Edited 2012-05-23 17:54 UTC
Yes, it is a different story. That is the whole context of this discussion. This SPECIFIC problem with raw GPU access won’t be fixed by using a different language.
But on a more general note, I mentioned before about C++ libraries which provide automatic memory management, which ARE intended to be considered as part of the language. I highly recommend using STL and Boost containers when programming in C++. Especially now that compilers have started changing their STL libraries to use move semantics which makes them an order of magnitude faster.
Edited 2012-05-23 23:23 UTC
**ALL** languages talk to the hardware the same way!
Memory pointers are a hardware feature. They just happen to be ‘exposed’ in c/++. I can use assembly to fool any programming written in any language that I am friendly and of the same breed and interject myself using hardware features.
Security like you are speaking would require a massive hardware change where memory is addressed in locked relative-memory segments. That is every process can create restricted areas of memory which can only be accessed by a compile-time validated code-path – something a few steps beyond nX-bits.
Even then, you would only need to find a way to inject yourself into that code-path by altering the binary… but that would be easier to catch and prevent. You would then need to rely on OS/hardware bugs… but you would still be able to get ‘in’ in some manner…nothing is safe beyond not permitting execution at all…

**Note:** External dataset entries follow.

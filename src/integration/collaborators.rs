//! Collaborator seams consumed by the integration
//!
//! Each external system is specified only by the shape the spine needs:
//! the Sterling executor, the hierarchical macro planner, the Minecraft
//! data provider, the bot context, domain solvers, and the goal status
//! sink. All are injected as optional trait objects.

use async_trait::async_trait;
use serde::{Deserialize, Serialize};
use serde_json::Value;

use crate::error::SpineResult;
use crate::task::{Task, TaskStep};

/// Result of expanding a committed IR digest
#[derive(Debug, Clone)]
pub enum ExpandByDigest {
    /// Expansion succeeded; steps are ready for intent resolution
    Ok { steps: Vec<TaskStep> },
    /// Expansion refused; `blocked_digest_unknown` is retried with backoff,
    /// any other reason blocks immediately
    Blocked { reason: String },
}

/// Context handed to the intent resolver
#[derive(Debug, Clone, Serialize, Deserialize)]
#[serde(rename_all = "camelCase")]
pub struct IntentResolutionContext {
    pub task_id: String,
    pub steps: Vec<TaskStep>,
    /// Positions of intent steps, numbered among intents in walk order
    pub intent_leaves: Vec<String>,
}

/// One intent replacement, keyed by intent ordinal
#[derive(Debug, Clone, Serialize, Deserialize)]
#[serde(rename_all = "camelCase")]
pub struct IntentReplacement {
    pub intent_step_index: usize,
    /// `None` marks an unresolved intent, kept in place by the splice
    pub resolved: Option<Vec<TaskStep>>,
}

/// Sterling reasoning service surface
#[async_trait]
pub trait SterlingExecutor: Send + Sync {
    async fn expand_by_digest(&self, digest: &str) -> SpineResult<ExpandByDigest>;
    async fn resolve_intent_steps(
        &self,
        context: IntentResolutionContext,
    ) -> SpineResult<Vec<IntentReplacement>>;
}

/// Macro planner outcome for Rig-E tasks
#[derive(Debug, Clone)]
pub enum MacroPlan {
    Steps(Vec<TaskStep>),
    NoPlanFound,
    OntologyGap,
}

/// Hierarchical/HTN macro planner surface
#[async_trait]
pub trait MacroPlanner: Send + Sync {
    fn context_from_requirement(&self, requirement: &Value) -> Value;
    async fn plan_macro_path(&self, context: &Value) -> SpineResult<MacroPlan>;
}

/// Requirement attached by the HTN/GOAP resolver along with driven steps
#[derive(Debug, Clone)]
pub struct ResolvedRequirement {
    pub requirement: Value,
    pub steps: Vec<TaskStep>,
}

/// Local requirement resolver driving default step generation
pub trait RequirementResolver: Send + Sync {
    fn resolve(&self, task: &Task) -> Option<ResolvedRequirement>;
}

/// Episode linkage report sent to a domain solver on terminal transitions
#[derive(Debug, Clone, Serialize, Deserialize)]
#[serde(rename_all = "camelCase")]
pub struct EpisodeReport {
    pub task_id: String,
    pub domain: String,
    pub plan_id: String,
    pub outcome: String,
    #[serde(skip_serializing_if = "Option::is_none")]
    pub bundle_hash: Option<String>,
    #[serde(skip_serializing_if = "Option::is_none")]
    pub trace_bundle_hash: Option<String>,
}

/// Domain solver surface (crafting, building, mining, navigation)
#[async_trait]
pub trait DomainSolver: Send + Sync {
    async fn report_episode_result(&self, report: EpisodeReport) -> SpineResult<()>;
}

/// Bot position as last observed
#[derive(Debug, Clone, Copy, PartialEq, Serialize, Deserialize)]
pub struct BotPosition {
    pub x: f64,
    /// Y may be unknown on some observation paths
    pub y: Option<f64>,
    pub z: f64,
}

/// Live bot context (connection + position)
pub trait BotContextProvider: Send + Sync {
    fn is_connected(&self) -> bool;
    fn position(&self) -> Option<BotPosition>;
}

/// Minecraft data provider used for leaf validation
pub trait MinecraftData: Send + Sync {
    /// Whether the leaf name is a known dispatchable leaf
    fn known_leaf(&self, leaf: &str) -> bool;
    /// Validate leaf arguments against the leaf's contract
    fn validate_leaf_args(&self, leaf: &str, args: &Value) -> bool;
}

/// Sink for goal status updates produced by the protocol
pub trait GoalStatusSink: Send + Sync {
    fn update_goal_status(&self, goal_id: &str, status: &str, reason: &str);
}

/// Default sink that only logs
pub struct LoggingGoalStatusSink;

impl GoalStatusSink for LoggingGoalStatusSink {
    fn update_goal_status(&self, goal_id: &str, status: &str, reason: &str) {
        tracing::info!(goal_id, status, reason, "goal status update");
    }
}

Which language was used simply doesn’t mean squat. A program written in Delphi still debases itself to the same approximate code which was written in c. I’m still using movl %eax, %ecx, call, jmp, etc…
–The loon
Edited 2012-05-23 17:02 UTC
You say there is no known language where this calculation would return the right result? Obviously you don’t know Python or Ruby. These language have variable length integers which means that you never have a integer overflow/underflow.
Yes, the result is then a negative number. But given the definition of the function and the parameters the result is “correct”. And in Ruby/Python you don’t have any buffers through which you can access arbitrary memory anyway.
I’ve programmed in Python. I love Python. How would you suggest Python be able to directly instruct the GPU? I’ll give you a hint: you write the extension in C.
This is the cause of my earlier lament. People like you treat it as though languages like Python and Ruby magically spawn out of nowhere without having anything to do with C.
But given the PURPOSE of the function, the “correct” answer is wrong. And you’ll end up with the same problem of incorrectly addressing the buffers contents.
So it is a LOGIC error. The formula is WRONG. Languages cannot fix wrong formulae, which is the heart of the problem with the function.
Unless you write an extension in C, which you pretty much have to do if you want it to talk to the GPU.
This is why one of the earlier commenters was right. This is about the GPU. Not the language.
And it’s only a start: when I read about Firefox’s developpers working on WebGL, I immediately thought: this feature has a lot of potential security issues..
Maybe not the same guys, but they obviously got the inspiration from the same place (see http://arstechnica.com/business/2012/03/googles-chrome-browser-on-f… ). Which is all right, because Pinkie Pie is awesome.
If the phones and game consoles I bought came with root access I’d be against exploits. But as it stands, exploits are what allows me to root these things.